# The data
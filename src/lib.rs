//! FlintDB: an embedded, single-process, table-oriented storage engine.
//!
//! This crate is a thin facade over the two crates that make up the
//! durable storage substrate:
//!
//! - [`flintdb_core`] — shared `Error`/`Result` and configuration types.
//! - [`flintdb_storage`] — the [`PagedStore`](flintdb_storage::paged_store::PagedStore)
//!   block-structured record store, the
//!   [`WalStorage`](flintdb_storage::wal::WalStorage) per-file transactional
//!   wrapper, and the [`WalManager`](flintdb_storage::wal::WalManager) that
//!   coordinates them.
//!
//! The B+Tree index, row/column data model, and query layers that consume
//! this substrate live outside this crate; they see only the
//! [`Storage`](flintdb_storage::Storage) trait.

pub use flintdb_core as core;
pub use flintdb_storage as storage;

pub use flintdb_storage::Storage;
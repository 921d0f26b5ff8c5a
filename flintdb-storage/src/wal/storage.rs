//! [`WalStorage`]: a per-file transactional wrapper around a [`PagedStore`].

use std::collections::{HashMap, HashSet};
use std::sync::Arc;

use bytes::Bytes;
use parking_lot::Mutex;

use flintdb_core::{Result, TxId};

use crate::paged_store::PagedStore;
use crate::traits::Storage;

use super::manager::ManagerShared;
use super::record::{Record, RecordOp};

/// Called after a restore/delete during rollback so callers holding their
/// own indexes over this storage's offsets can drop stale views.
pub type CacheInvalidateCallback = Box<dyn Fn(i64) + Send + Sync>;

#[derive(Default)]
struct TxState {
    tx_id: Option<TxId>,
    new_pages: HashSet<i64>,
    old_pages: HashMap<i64, Vec<u8>>,
    deleted_page_backups: HashMap<i64, Vec<u8>>,
}

/// Tracks new/overwritten/deleted pages within the active transaction and
/// emits metadata-only WAL records for each operation. Reads always go
/// straight to the underlying [`PagedStore`], since writes are immediate.
pub struct WalStorage {
    file_id: u32,
    store: PagedStore,
    shared: Arc<ManagerShared>,
    tx: Mutex<TxState>,
    cache_invalidate: Option<CacheInvalidateCallback>,
}

impl WalStorage {
    pub(crate) fn new(
        file_id: u32,
        store: PagedStore,
        shared: Arc<ManagerShared>,
        cache_invalidate: Option<CacheInvalidateCallback>,
    ) -> Self {
        Self {
            file_id,
            store,
            shared,
            tx: Mutex::new(TxState::default()),
            cache_invalidate,
        }
    }

    pub fn file_id(&self) -> u32 {
        self.file_id
    }

    fn emit(&self, op: RecordOp, tx_id: TxId, offset: i64, payload: Option<Vec<u8>>) -> Result<()> {
        let record = Record {
            op,
            tx_id,
            file_id: self.file_id,
            page_offset: offset,
            payload,
        };
        let compressed = record
            .payload
            .as_ref()
            .is_some_and(|p| p.len() >= self.shared.config.compression_threshold);
        let encoded = record.encode(self.shared.config.compression_threshold);
        self.shared.append(encoded, compressed)
    }

    fn invalidate(&self, offset: i64) {
        if let Some(cb) = &self.cache_invalidate {
            cb(offset);
        }
    }

    /// Invoked by the [`WalManager`](crate::wal::WalManager) after it has
    /// appended the COMMIT record. A no-op if `tx_id` is not this storage's
    /// current transaction.
    pub(crate) fn commit(&self, tx_id: TxId) -> Result<()> {
        let mut tx = self.tx.lock();
        if tx.tx_id != Some(tx_id) {
            return Ok(());
        }
        tx.new_pages.clear();
        tx.old_pages.clear();
        tx.deleted_page_backups.clear();
        tx.tx_id = None;
        Ok(())
    }

    /// Invoked by the [`WalManager`](crate::wal::WalManager) before it
    /// appends the ROLLBACK record. A no-op if `tx_id` is not this
    /// storage's current transaction. Best-effort: an error restoring one
    /// entry is logged and the remaining entries are still attempted.
    pub(crate) fn rollback(&self, tx_id: TxId) -> Result<()> {
        let mut tx = self.tx.lock();
        if tx.tx_id != Some(tx_id) {
            return Ok(());
        }

        for off in tx.new_pages.drain() {
            if let Err(err) = self.store.delete(off) {
                log::warn!("rollback: failed to delete new page {off}: {err}");
            }
            self.invalidate(off);
        }
        for (off, bytes) in tx.old_pages.drain() {
            if let Err(err) = self.store.write_at(off, &bytes) {
                log::warn!("rollback: failed to restore page {off}: {err}");
            }
            self.invalidate(off);
        }
        for (off, bytes) in tx.deleted_page_backups.drain() {
            if let Err(err) = self.store.write_at_new(off, &bytes) {
                log::warn!("rollback: failed to re-materialize deleted page {off}: {err}");
            }
            self.invalidate(off);
        }

        tx.tx_id = None;
        Ok(())
    }
}

impl Storage for WalStorage {
    fn count(&self) -> i64 {
        self.store.count()
    }

    fn bytes(&self) -> i64 {
        self.store.bytes()
    }

    fn read(&self, offset: i64) -> Result<Bytes> {
        self.store.read(offset)
    }

    fn write(&self, payload: &[u8]) -> Result<i64> {
        let off = self.store.write(payload)?;
        let tx_id = {
            let mut tx = self.tx.lock();
            match tx.tx_id {
                Some(tx_id) => {
                    tx.new_pages.insert(off);
                    Some(tx_id)
                }
                None => None,
            }
        };
        if let Some(tx_id) = tx_id {
            self.emit(RecordOp::Write, tx_id, off, None)?;
        }
        Ok(off)
    }

    fn write_at(&self, offset: i64, payload: &[u8]) -> Result<()> {
        let tx_id = {
            let mut tx = self.tx.lock();
            match tx.tx_id {
                Some(tx_id) => {
                    if !tx.old_pages.contains_key(&offset) && !tx.new_pages.contains(&offset) {
                        let previous = self.store.read(offset)?;
                        tx.old_pages.insert(offset, previous.to_vec());
                    }
                    Some(tx_id)
                }
                None => None,
            }
        };

        self.store.write_at(offset, payload)?;

        if let Some(tx_id) = tx_id {
            let logged_payload = if self.shared.config.log_page_data {
                Some(payload.to_vec())
            } else {
                None
            };
            self.emit(RecordOp::Update, tx_id, offset, logged_payload)?;
        }
        Ok(())
    }

    fn delete(&self, offset: i64) -> Result<()> {
        let tx_id = {
            let mut tx = self.tx.lock();
            match tx.tx_id {
                Some(tx_id) => {
                    if tx.new_pages.remove(&offset) {
                        // allocated and freed within this transaction: no
                        // pre-transaction state to preserve.
                    } else {
                        let previous = self.store.read(offset)?;
                        tx.deleted_page_backups.insert(offset, previous.to_vec());
                        tx.old_pages.remove(&offset);
                    }
                    Some(tx_id)
                }
                None => None,
            }
        };

        self.store.delete(offset)?;

        if let Some(tx_id) = tx_id {
            self.emit(RecordOp::Delete, tx_id, offset, None)?;
        }
        Ok(())
    }

    fn set_transaction(&self, tx_id: Option<TxId>) {
        let mut tx = self.tx.lock();
        if tx.tx_id.is_some() && tx_id.is_some() {
            log::warn!("set_transaction called while a transaction is already active");
            return;
        }
        tx.tx_id = tx_id;
    }

    fn mmap(&self, offset: i64, length: i32) -> Result<Bytes> {
        self.store.mmap(offset, length)
    }

    fn head(&self, offset: i64, length: i32) -> Result<Bytes> {
        self.store.head(offset, length)
    }

    fn close(&self) -> Result<()> {
        self.store.close()
    }
}

impl std::fmt::Debug for WalStorage {
    fn fmt(&self, f: &mut std::fmt::Formatter<'_>) -> std::fmt::Result {
        f.debug_struct("WalStorage")
            .field("file_id", &self.file_id)
            .field("path", &self.store.path())
            .finish()
    }
}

# What the task asks
The answer must be every line of the records above that holds the word "within".

# Task result
/// Tracks new/overwritten/deleted pages within the active transaction and
                        // allocated and freed within this transaction: no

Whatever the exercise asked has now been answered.